- Opening Delimiter -
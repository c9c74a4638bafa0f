//! Property tests for the rounding and allocator invariants.

use proptest::prelude::*;
use strata_memory::prelude::*;
use strata_memory::utils::align_up;

proptest! {
    /// Rounding is idempotent, never shrinks, and lands on a multiple of
    /// the alignment.
    #[test]
    fn align_up_is_a_rounding(size in 0usize..(1 << 40), pow in 0u32..8) {
        let alignment = 1usize << pow;
        let rounded = align_up(size, alignment);
        prop_assert!(rounded >= size);
        prop_assert_eq!(rounded % alignment, 0);
        prop_assert_eq!(align_up(rounded, alignment), rounded);
        prop_assert!(rounded - size < alignment);
    }

    /// Any allocation sequence that fits can be released in reverse order,
    /// leaving the stack empty, with the accounting identity holding at
    /// every step.
    #[test]
    fn stack_releases_in_reverse_order(sizes in prop::collection::vec(1usize..64, 1..16)) {
        let region = HeapMemory::new(4096);
        let mut stack = StackAllocator::new(&region);

        let mut blocks: Vec<MemoryBlock> = Vec::new();
        for &size in &sizes {
            let block = stack.allocate(size);
            prop_assert!(block.is_valid());
            prop_assert_eq!(stack.used() + stack.available(), stack.capacity());
            blocks.push(block);
        }
        for block in blocks.iter_mut().rev() {
            // SAFETY: released in reverse allocation order, so each block
            // is on top of the stack when it is handed back.
            let released = unsafe { stack.deallocate(block) };
            prop_assert!(released);
            prop_assert!(!block.is_valid());
        }
        prop_assert_eq!(stack.used(), 0);
    }

    /// The pool free count mirrors the number of live blocks exactly, and
    /// allocation fails precisely when no slot is free.
    #[test]
    fn pool_conserves_its_slots(ops in prop::collection::vec(any::<bool>(), 0..64)) {
        let region = HeapMemory::new(512);
        let mut pool = PoolAllocator::new(&region, 16);
        let slots = pool.block_count();

        let mut live: Vec<MemoryBlock> = Vec::new();
        for take in ops {
            if take {
                let block = pool.allocate(16);
                prop_assert_eq!(block.is_valid(), live.len() < slots);
                if block.is_valid() {
                    live.push(block);
                }
            } else if let Some(mut block) = live.pop() {
                // SAFETY: the block came from this pool and is not used
                // after release.
                let released = unsafe { pool.deallocate(&mut block) };
                prop_assert!(released);
            }
            prop_assert_eq!(pool.free_count(), slots - live.len());
        }
    }

    /// Segregator routing is consistent between allocation and release
    /// for any threshold and request size.
    #[test]
    fn segregator_routing_is_consistent(threshold in 1usize..256, size in 1usize..256) {
        let mut allocator = SegregatorAllocator::new(
            threshold,
            CountingAllocator::new(Mallocator),
            CountingAllocator::new(Mallocator),
        );
        let mut block = allocator.allocate(size);
        prop_assert!(block.is_valid());
        // SAFETY: the block came from this composition.
        let released = unsafe { allocator.deallocate(&mut block) };
        prop_assert!(released);

        let through_smaller = usize::from(size <= threshold);
        prop_assert_eq!(allocator.smaller().stats().allocation_count, through_smaller);
        prop_assert_eq!(allocator.smaller().stats().deallocation_count, through_smaller);
        prop_assert_eq!(allocator.larger().stats().allocation_count, 1 - through_smaller);
        prop_assert_eq!(allocator.larger().stats().deallocation_count, 1 - through_smaller);
    }
}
- Closing Delimiter -
WHAT IS EXPECTED: All of the data needs to be reproduced exactly, with no line missing.

EXERCISE SOLUTION:
repository c9c74a4638bafa0f
//! Property tests for the rounding and allocator invariants.

use proptest::prelude::*;
use strata_memory::prelude::*;
use strata_memory::utils::align_up;

proptest! {
    /// Rounding is idempotent, never shrinks, and lands on a multiple of
    /// the alignment.
    #[test]
    fn align_up_is_a_rounding(size in 0usize..(1 << 40), pow in 0u32..8) {
        let alignment = 1usize << pow;
        let rounded = align_up(size, alignment);
        prop_assert!(rounded >= size);
        prop_assert_eq!(rounded % alignment, 0);
        prop_assert_eq!(align_up(rounded, alignment), rounded);
        prop_assert!(rounded - size < alignment);
    }

    /// Any allocation sequence that fits can be released in reverse order,
    /// leaving the stack empty, with the accounting identity holding at
    /// every step.
    #[test]
    fn stack_releases_in_reverse_order(sizes in prop::collection::vec(1usize..64, 1..16)) {
        let region = HeapMemory::new(4096);
        let mut stack = StackAllocator::new(&region);

        let mut blocks: Vec<MemoryBlock> = Vec::new();
        for &size in &sizes {
            let block = stack.allocate(size);
            prop_assert!(block.is_valid());
            prop_assert_eq!(stack.used() + stack.available(), stack.capacity());
            blocks.push(block);
        }
        for block in blocks.iter_mut().rev() {
            // SAFETY: released in reverse allocation order, so each block
            // is on top of the stack when it is handed back.
            let released = unsafe { stack.deallocate(block) };
            prop_assert!(released);
            prop_assert!(!block.is_valid());
        }
        prop_assert_eq!(stack.used(), 0);
    }

    /// The pool free count mirrors the number of live blocks exactly, and
    /// allocation fails precisely when no slot is free.
    #[test]
    fn pool_conserves_its_slots(ops in prop::collection::vec(any::<bool>(), 0..64)) {
        let region = HeapMemory::new(512);
        let mut pool = PoolAllocator::new(&region, 16);
        let slots = pool.block_count();

        let mut live: Vec<MemoryBlock> = Vec::new();
        for take in ops {
            if take {
                let block = pool.allocate(16);
                prop_assert_eq!(block.is_valid(), live.len() < slots);
                if block.is_valid() {
                    live.push(block);
                }
            } else if let Some(mut block) = live.pop() {
                // SAFETY: the block came from this pool and is not used
                // after release.
                let released = unsafe { pool.deallocate(&mut block) };
                prop_assert!(released);
            }
            prop_assert_eq!(pool.free_count(), slots - live.len());
        }
    }

    /// Segregator routing is consistent between allocation and release
    /// for any threshold and request size.
    #[test]
    fn segregator_routing_is_consistent(threshold in 1usize..256, size in 1usize..256) {
        let mut allocator = SegregatorAllocator::new(
            threshold,
            CountingAllocator::new(Mallocator),
            CountingAllocator::new(Mallocator),
        );
        let mut block = allocator.allocate(size);
        prop_assert!(block.is_valid());
        // SAFETY: the block came from this composition.
        let released = unsafe { allocator.deallocate(&mut block) };
        prop_assert!(released);

        let through_smaller = usize::from(size <= threshold);
        prop_assert_eq!(allocator.smaller().stats().allocation_count, through_smaller);
        prop_assert_eq!(allocator.smaller().stats().deallocation_count, through_smaller);
        prop_assert_eq!(allocator.larger().stats().allocation_count, 1 - through_smaller);
        prop_assert_eq!(allocator.larger().stats().deallocation_count, 1 - through_smaller);
    }
}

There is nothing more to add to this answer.